> [Try it] Retype the entries word for word, leaving nothing out.

> [Supplied data]
*** Begin section ***

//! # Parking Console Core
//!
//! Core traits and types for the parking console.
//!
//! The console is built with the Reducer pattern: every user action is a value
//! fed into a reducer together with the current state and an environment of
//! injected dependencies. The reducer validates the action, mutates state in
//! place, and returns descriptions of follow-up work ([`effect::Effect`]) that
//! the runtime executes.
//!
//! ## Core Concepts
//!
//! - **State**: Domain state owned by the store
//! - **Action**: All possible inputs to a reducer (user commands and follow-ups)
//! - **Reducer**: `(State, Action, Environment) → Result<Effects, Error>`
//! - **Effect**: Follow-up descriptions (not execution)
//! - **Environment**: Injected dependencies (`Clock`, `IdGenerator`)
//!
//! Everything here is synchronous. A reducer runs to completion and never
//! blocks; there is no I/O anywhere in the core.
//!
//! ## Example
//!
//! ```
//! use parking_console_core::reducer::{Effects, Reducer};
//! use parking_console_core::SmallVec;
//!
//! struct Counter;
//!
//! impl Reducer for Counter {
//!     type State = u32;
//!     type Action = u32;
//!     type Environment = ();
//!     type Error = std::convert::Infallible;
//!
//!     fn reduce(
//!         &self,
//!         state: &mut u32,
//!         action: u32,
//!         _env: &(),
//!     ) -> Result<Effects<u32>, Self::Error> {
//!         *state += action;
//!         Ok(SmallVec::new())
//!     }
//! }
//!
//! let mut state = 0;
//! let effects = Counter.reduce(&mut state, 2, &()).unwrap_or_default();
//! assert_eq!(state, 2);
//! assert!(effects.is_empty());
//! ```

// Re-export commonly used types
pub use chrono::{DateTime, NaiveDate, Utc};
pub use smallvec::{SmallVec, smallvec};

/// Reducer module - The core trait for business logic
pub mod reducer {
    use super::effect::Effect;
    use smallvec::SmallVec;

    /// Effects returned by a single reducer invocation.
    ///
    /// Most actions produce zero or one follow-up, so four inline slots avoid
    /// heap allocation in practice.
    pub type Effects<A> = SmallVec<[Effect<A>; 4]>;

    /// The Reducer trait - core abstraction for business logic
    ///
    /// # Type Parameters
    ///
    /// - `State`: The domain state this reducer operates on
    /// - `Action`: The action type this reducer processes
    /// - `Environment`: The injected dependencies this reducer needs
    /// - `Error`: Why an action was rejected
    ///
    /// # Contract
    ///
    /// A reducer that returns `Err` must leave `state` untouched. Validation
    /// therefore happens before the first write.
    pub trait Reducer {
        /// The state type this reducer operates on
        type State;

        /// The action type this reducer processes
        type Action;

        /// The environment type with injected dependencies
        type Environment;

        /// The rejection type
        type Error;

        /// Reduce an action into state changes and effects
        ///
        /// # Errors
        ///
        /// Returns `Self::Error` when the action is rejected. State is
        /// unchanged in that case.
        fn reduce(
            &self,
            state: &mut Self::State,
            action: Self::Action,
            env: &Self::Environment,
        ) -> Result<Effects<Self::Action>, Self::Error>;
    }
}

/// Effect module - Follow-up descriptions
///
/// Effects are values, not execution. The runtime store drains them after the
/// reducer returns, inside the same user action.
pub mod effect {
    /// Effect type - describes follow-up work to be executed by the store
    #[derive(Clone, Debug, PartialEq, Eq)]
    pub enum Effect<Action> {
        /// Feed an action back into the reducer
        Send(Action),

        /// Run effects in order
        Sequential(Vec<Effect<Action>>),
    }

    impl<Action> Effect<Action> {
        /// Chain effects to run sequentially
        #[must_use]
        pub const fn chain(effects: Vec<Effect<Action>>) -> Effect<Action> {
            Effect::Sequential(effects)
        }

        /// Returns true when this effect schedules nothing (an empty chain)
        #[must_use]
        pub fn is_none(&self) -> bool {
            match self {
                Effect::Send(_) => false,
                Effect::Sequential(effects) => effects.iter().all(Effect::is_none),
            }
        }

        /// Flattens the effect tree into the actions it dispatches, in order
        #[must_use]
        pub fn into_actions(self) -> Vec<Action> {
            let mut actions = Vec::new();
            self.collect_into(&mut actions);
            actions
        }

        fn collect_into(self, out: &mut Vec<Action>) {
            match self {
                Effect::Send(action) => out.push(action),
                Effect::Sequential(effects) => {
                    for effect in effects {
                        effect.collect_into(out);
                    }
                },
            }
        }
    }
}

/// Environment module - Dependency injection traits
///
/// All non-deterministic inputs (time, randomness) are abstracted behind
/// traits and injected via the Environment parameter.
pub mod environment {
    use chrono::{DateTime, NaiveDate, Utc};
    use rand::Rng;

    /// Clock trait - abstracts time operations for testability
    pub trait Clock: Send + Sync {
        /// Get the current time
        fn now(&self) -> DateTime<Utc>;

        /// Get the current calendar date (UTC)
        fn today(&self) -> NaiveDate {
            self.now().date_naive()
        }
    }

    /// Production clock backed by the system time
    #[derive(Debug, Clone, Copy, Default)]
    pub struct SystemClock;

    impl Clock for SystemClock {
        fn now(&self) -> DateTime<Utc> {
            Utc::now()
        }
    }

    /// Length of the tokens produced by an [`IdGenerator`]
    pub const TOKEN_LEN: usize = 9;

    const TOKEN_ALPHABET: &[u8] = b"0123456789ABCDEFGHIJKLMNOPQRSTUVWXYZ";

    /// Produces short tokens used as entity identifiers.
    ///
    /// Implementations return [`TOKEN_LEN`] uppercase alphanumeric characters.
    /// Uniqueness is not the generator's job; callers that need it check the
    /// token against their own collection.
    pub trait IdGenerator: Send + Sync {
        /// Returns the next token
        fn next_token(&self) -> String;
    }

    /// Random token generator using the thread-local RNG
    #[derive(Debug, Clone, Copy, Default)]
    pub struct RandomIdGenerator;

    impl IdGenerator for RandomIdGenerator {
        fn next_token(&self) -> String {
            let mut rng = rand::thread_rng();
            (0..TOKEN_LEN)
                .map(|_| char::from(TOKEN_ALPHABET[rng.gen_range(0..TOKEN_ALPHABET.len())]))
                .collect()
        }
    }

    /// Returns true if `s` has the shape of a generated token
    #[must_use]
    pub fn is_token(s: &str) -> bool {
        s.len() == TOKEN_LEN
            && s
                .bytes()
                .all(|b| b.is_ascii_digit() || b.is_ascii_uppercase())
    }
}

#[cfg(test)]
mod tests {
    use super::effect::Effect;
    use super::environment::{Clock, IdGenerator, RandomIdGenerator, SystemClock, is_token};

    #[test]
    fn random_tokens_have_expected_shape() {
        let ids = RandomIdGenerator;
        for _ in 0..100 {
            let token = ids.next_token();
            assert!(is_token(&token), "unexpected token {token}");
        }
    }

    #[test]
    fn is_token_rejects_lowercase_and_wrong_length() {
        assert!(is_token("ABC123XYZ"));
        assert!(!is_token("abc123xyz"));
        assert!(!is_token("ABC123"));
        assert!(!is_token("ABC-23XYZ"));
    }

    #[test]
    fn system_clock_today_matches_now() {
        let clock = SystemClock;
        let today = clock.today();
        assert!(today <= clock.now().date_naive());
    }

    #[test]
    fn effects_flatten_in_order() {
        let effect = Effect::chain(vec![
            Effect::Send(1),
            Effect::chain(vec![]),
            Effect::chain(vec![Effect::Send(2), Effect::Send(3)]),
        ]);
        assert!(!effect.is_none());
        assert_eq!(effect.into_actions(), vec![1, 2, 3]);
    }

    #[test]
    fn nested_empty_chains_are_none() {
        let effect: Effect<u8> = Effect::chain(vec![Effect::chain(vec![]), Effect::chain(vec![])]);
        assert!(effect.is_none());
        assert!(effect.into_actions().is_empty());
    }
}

*** End section ***

> [Answer space]
//! # Parking Console Core
//!
//! Core traits and types for the parking console.
//!
//! The console is built with the Reducer pattern: every user action is a value
//! fed into a reducer together with the current state and an environment of
//! injected dependencies. The reducer validates the action, mutates state in
//! place, and returns descriptions of follow-up work ([`effect::Effect`]) that
//! the runtime executes.
//!
//! ## Core Concepts
//!
//! - **State**: Domain state owned by the store
//! - **Action**: All possible inputs to a reducer (user commands and follow-ups)
//! - **Reducer**: `(State, Action, Environment) → Result<Effects, Error>`
//! - **Effect**: Follow-up descriptions (not execution)
//! - **Environment**: Injected dependencies (`Clock`, `IdGenerator`)
//!
//! Everything here is synchronous. A reducer runs to completion and never
//! blocks; there is no I/O anywhere in the core.
//!
//! ## Example
//!
//! ```
//! use parking_console_core::reducer::{Effects, Reducer};
//! use parking_console_core::SmallVec;
//!
//! struct Counter;
//!
//! impl Reducer for Counter {
//!     type State = u32;
//!     type Action = u32;
//!     type Environment = ();
//!     type Error = std::convert::Infallible;
//!
//!     fn reduce(
//!         &self,
//!         state: &mut u32,
//!         action: u32,
//!         _env: &(),
//!     ) -> Result<Effects<u32>, Self::Error> {
//!         *state += action;
//!         Ok(SmallVec::new())
//!     }
//! }
//!
//! let mut state = 0;
//! let effects = Counter.reduce(&mut state, 2, &()).unwrap_or_default();
//! assert_eq!(state, 2);
//! assert!(effects.is_empty());
//! ```

// Re-export commonly used types
pub use chrono::{DateTime, NaiveDate, Utc};
pub use smallvec::{SmallVec, smallvec};

/// Reducer module - The core trait for business logic
pub mod reducer {
    use super::effect::Effect;
    use smallvec::SmallVec;

    /// Effects returned by a single reducer invocation.
    ///
    /// Most actions produce zero or one follow-up, so four inline slots avoid
    /// heap allocation in practice.
    pub type Effects<A> = SmallVec<[Effect<A>; 4]>;

    /// The Reducer trait - core abstraction for business logic
    ///
    /// # Type Parameters
    ///
    /// - `State`: The domain state this reducer operates on
    /// - `Action`: The action type this reducer processes
    /// - `Environment`: The injected dependencies this reducer needs
    /// - `Error`: Why an action was rejected
    ///
    /// # Contract
    ///
    /// A reducer that returns `Err` must leave `state` untouched. Validation
    /// therefore happens before the first write.
    pub trait Reducer {
        /// The state type this reducer operates on
        type State;

        /// The action type this reducer processes
        type Action;

        /// The environment type with injected dependencies
        type Environment;

        /// The rejection type
        type Error;

        /// Reduce an action into state changes and effects
        ///
        /// # Errors
        ///
        /// Returns `Self::Error` when the action is rejected. State is
        /// unchanged in that case.
        fn reduce(
            &self,
            state: &mut Self::State,
            action: Self::Action,
            env: &Self::Environment,
        ) -> Result<Effects<Self::Action>, Self::Error>;
    }
}

/// Effect module - Follow-up descriptions
///
/// Effects are values, not execution. The runtime store drains them after the
/// reducer returns, inside the same user action.
pub mod effect {
    /// Effect type - describes follow-up work to be executed by the store
    #[derive(Clone, Debug, PartialEq, Eq)]
    pub enum Effect<Action> {
        /// Feed an action back into the reducer
        Send(Action),

        /// Run effects in order
        Sequential(Vec<Effect<Action>>),
    }

    impl<Action> Effect<Action> {
        /// Chain effects to run sequentially
        #[must_use]
        pub const fn chain(effects: Vec<Effect<Action>>) -> Effect<Action> {
            Effect::Sequential(effects)
        }

        /// Returns true when this effect schedules nothing (an empty chain)
        #[must_use]
        pub fn is_none(&self) -> bool {
            match self {
                Effect::Send(_) => false,
                Effect::Sequential(effects) => effects.iter().all(Effect::is_none),
            }
        }

        /// Flattens the effect tree into the actions it dispatches, in order
        #[must_use]
        pub fn into_actions(self) -> Vec<Action> {
            let mut actions = Vec::new();
            self.collect_into(&mut actions);
            actions
        }

        fn collect_into(self, out: &mut Vec<Action>) {
            match self {
                Effect::Send(action) => out.push(action),
                Effect::Sequential(effects) => {
                    for effect in effects {
                        effect.collect_into(out);
                    }
                },
            }
        }
    }
}

/// Environment module - Dependency injection traits
///
/// All non-deterministic inputs (time, randomness) are abstracted behind
/// traits and injected via the Environment parameter.
pub mod environment {
    use chrono::{DateTime, NaiveDate, Utc};
    use rand::Rng;

    /// Clock trait - abstracts time operations for testability
    pub trait Clock: Send + Sync {
        /// Get the current time
        fn now(&self) -> DateTime<Utc>;

        /// Get the current calendar date (UTC)
        fn today(&self) -> NaiveDate {
            self.now().date_naive()
        }
    }

    /// Production clock backed by the system time
    #[derive(Debug, Clone, Copy, Default)]
    pub struct SystemClock;

    impl Clock for SystemClock {
        fn now(&self) -> DateTime<Utc> {
            Utc::now()
        }
    }

    /// Length of the tokens produced by an [`IdGenerator`]
    pub const TOKEN_LEN: usize = 9;

    const TOKEN_ALPHABET: &[u8] = b"0123456789ABCDEFGHIJKLMNOPQRSTUVWXYZ";

    /// Produces short tokens used as entity identifiers.
    ///
    /// Implementations return [`TOKEN_LEN`] uppercase alphanumeric characters.
    /// Uniqueness is not the generator's job; callers that need it check the
    /// token against their own collection.
    pub trait IdGenerator: Send + Sync {
        /// Returns the next token
        fn next_token(&self) -> String;
    }

    /// Random token generator using the thread-local RNG
    #[derive(Debug, Clone, Copy, Default)]
    pub struct RandomIdGenerator;

    impl IdGenerator for RandomIdGenerator {
        fn next_token(&self) -> String {
            let mut rng = rand::thread_rng();
            (0..TOKEN_LEN)
                .map(|_| char::from(TOKEN_ALPHABET[rng.gen_range(0..TOKEN_ALPHABET.len())]))
                .collect()
        }
    }

    /// Returns true if `s` has the shape of a generated token
    #[must_use]
    pub fn is_token(s: &str) -> bool {
        s.len() == TOKEN_LEN
            && s
                .bytes()
                .all(|b| b.is_ascii_digit() || b.is_ascii_uppercase())
    }
}

#[cfg(test)]
mod tests {
    use super::effect::Effect;
    use super::environment::{Clock, IdGenerator, RandomIdGenerator, SystemClock, is_token};

    #[test]
    fn random_tokens_have_expected_shape() {
        let ids = RandomIdGenerator;
        for _ in 0..100 {
            let token = ids.next_token();
            assert!(is_token(&token), "unexpected token {token}");
        }
    }

    #[test]
    fn is_token_rejects_lowercase_and_wrong_length() {
        assert!(is_token("ABC123XYZ"));
        assert!(!is_token("abc123xyz"));
        assert!(!is_token("ABC123"));
        assert!(!is_token("ABC-23XYZ"));
    }

    #[test]
    fn system_clock_today_matches_now() {
        let clock = SystemClock;
        let today = clock.today();
        assert!(today <= clock.now().date_naive());
    }

    #[test]
    fn effects_flatten_in_order() {
        let effect = Effect::chain(vec![
            Effect::Send(1),
            Effect::chain(vec![]),
            Effect::chain(vec![Effect::Send(2), Effect::Send(3)]),
        ]);
        assert!(!effect.is_none());
        assert_eq!(effect.into_actions(), vec![1, 2, 3]);
    }

    #[test]
    fn nested_empty_chains_are_none() {
        let effect: Effect<u8> = Effect::chain(vec![Effect::chain(vec![]), Effect::chain(vec![])]);
        assert!(effect.is_none());
        assert!(effect.into_actions().is_empty());
    }
}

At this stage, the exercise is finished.